Le lendemain matin, lorsque la vieille Wieten Klook vint prendre les vêtemens de Jœrn pour les brosser, comme elle faisait tous les jours, il lui raconta que Rose voulait lui recoudre sa veste, et sans être payé.

— Oh ! celui-là est un drôle de saint ! fit-elle. Qu’est-ce qu’il t’a dit encore ?

—Si je l’ai bien compris, répondit Jœrn, il m’a dit que la meilleure vie serait celle où l’on travaillerait les uns pour les autres.

— Le pauvre vieux ! À son âge, il reste bête comme un enfant !
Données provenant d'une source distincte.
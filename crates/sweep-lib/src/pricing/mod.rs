//! Pricing model
//!
//! Pure, deterministic cost functions. Tiered block-storage classes live in
//! [`storage`], the region/class compute table in [`compute`]; flat-rate
//! resources are priced here. All rates are monthly USD unless noted.

pub mod compute;
pub mod storage;

pub use compute::{ComputePricing, SERVERLESS_CAPACITY_UNIT_HOURLY};
pub use storage::{recommend_storage_class, storage_cost, StorageClass};

/// Billing month used by the flat hourly rates
pub const HOURS_PER_MONTH: f64 = 24.0 * 30.0;

/// Billing month used by table-store capacity pricing
pub const TABLE_STORE_BILLING_HOURS: f64 = 730.0;

const FLOATING_IP_HOURLY: f64 = 0.005;
const LOAD_BALANCER_HOURLY: f64 = 0.0252;
const NAT_GATEWAY_HOURLY: f64 = 0.048;

const FILESYSTEM_STANDARD_GIB_MONTHLY: f64 = 0.33;
const FILESYSTEM_INFREQUENT_GIB_MONTHLY: f64 = 0.025;

const TABLE_STORE_STORAGE_GB_MONTHLY: f64 = 0.25;
const TABLE_STORE_PROVISIONED_UNIT_HOURLY: f64 = 0.0065;
const TABLE_STORE_ON_DEMAND_READ_UNIT: f64 = 0.000_000_25;
const TABLE_STORE_ON_DEMAND_WRITE_UNIT: f64 = 0.000_001_25;

const DB_SNAPSHOT_GIB_MONTHLY: f64 = 0.095;

const BYTES_PER_GIB: f64 = 1024.0 * 1024.0 * 1024.0;

/// Monthly cost of holding one floating IP allocation
pub fn floating_ip_monthly() -> f64 {
    FLOATING_IP_HOURLY * HOURS_PER_MONTH
}

/// Monthly base cost of one load balancer (capacity units excluded)
pub fn load_balancer_monthly() -> f64 {
    LOAD_BALANCER_HOURLY * HOURS_PER_MONTH
}

/// Monthly base cost of one NAT gateway (data processing excluded)
pub fn nat_gateway_monthly() -> f64 {
    NAT_GATEWAY_HOURLY * HOURS_PER_MONTH
}

/// Monthly cost of a shared filesystem from its per-tier sizes
pub fn filesystem_monthly(standard_bytes: u64, infrequent_access_bytes: u64) -> f64 {
    standard_bytes as f64 / BYTES_PER_GIB * FILESYSTEM_STANDARD_GIB_MONTHLY
        + infrequent_access_bytes as f64 / BYTES_PER_GIB * FILESYSTEM_INFREQUENT_GIB_MONTHLY
}

/// Monthly storage cost of a table-store table
pub fn table_store_storage_monthly(size_bytes: u64) -> f64 {
    size_bytes as f64 / BYTES_PER_GIB * TABLE_STORE_STORAGE_GB_MONTHLY
}

/// Monthly cost of provisioned table-store capacity
pub fn table_store_provisioned_monthly(read_units: u64, write_units: u64) -> f64 {
    (read_units + write_units) as f64 * TABLE_STORE_PROVISIONED_UNIT_HOURLY
        * TABLE_STORE_BILLING_HOURS
}

/// Monthly on-demand table-store request cost from hourly consumption
/// averages
pub fn table_store_on_demand_monthly(read_units_per_hour: f64, write_units_per_hour: f64) -> f64 {
    read_units_per_hour * TABLE_STORE_ON_DEMAND_READ_UNIT * TABLE_STORE_BILLING_HOURS * 3600.0
        + write_units_per_hour
            * TABLE_STORE_ON_DEMAND_WRITE_UNIT
            * TABLE_STORE_BILLING_HOURS
            * 3600.0
}

/// Monthly storage cost of a DB snapshot
pub fn db_snapshot_monthly(allocated_gib: u64) -> f64 {
    allocated_gib as f64 * DB_SNAPSHOT_GIB_MONTHLY
}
— Pourquoi dis-tu cela ? s’écria Jœrn. Il est actif et sobre. Personne ne saurait lui rien reprocher. Avec ça, toujours content et toujours aimable. As-tu oublié que, l’autre jour encore, il a fait gratuitement le costume de confirmation du petit Dierksen ?


— Oui, et puis après ? S’est-il seulement amassé quelques sous ? Il travaille du matin au soir : et qu’est-ce qui lui en reste ?

Au moment de partir pour son ouvrage, Joern s’arrêta dans la cour, et se dit : « Voilà trois opinions différentes ! Ce que prêche le pasteur dans l’église, personne ne saurait le prendre au sérieux. Ce que dit le vieux tailleur, cela a un sens. Mais ce que dit Wieten, cela aussi a un sens. Le tailleur dit : travailler pour les autres, au nom de Dieu ! Et Wieten dit : travailler pour soi-même, en son propre nom. »

Tout à coup il se ravisa et revint vers la cuisine. Wieten, tournant le dos à la porte, peinait auprès du fourneau.

— Écoute un peu ! lui cria Jœrn. Tu prétends que le tailleur ne m’a dit que des sottises ! Mais alors, dis-moi donc ce qui en est à ton propre sujet ! Depuis que je suis au monde, tu travailles pour rien, dans cette maison où trois ivrognes dépensent aussitôt l’argent que tu leur fais gagner ! et tu as encore à te tourmenter, du matin au soir, avec des filles de ferme qui ne veulent pas obéir ! Pourquoi donc fais-tu tout cela ! Qu’est-ce que signifie cette vie où tu te condamnes !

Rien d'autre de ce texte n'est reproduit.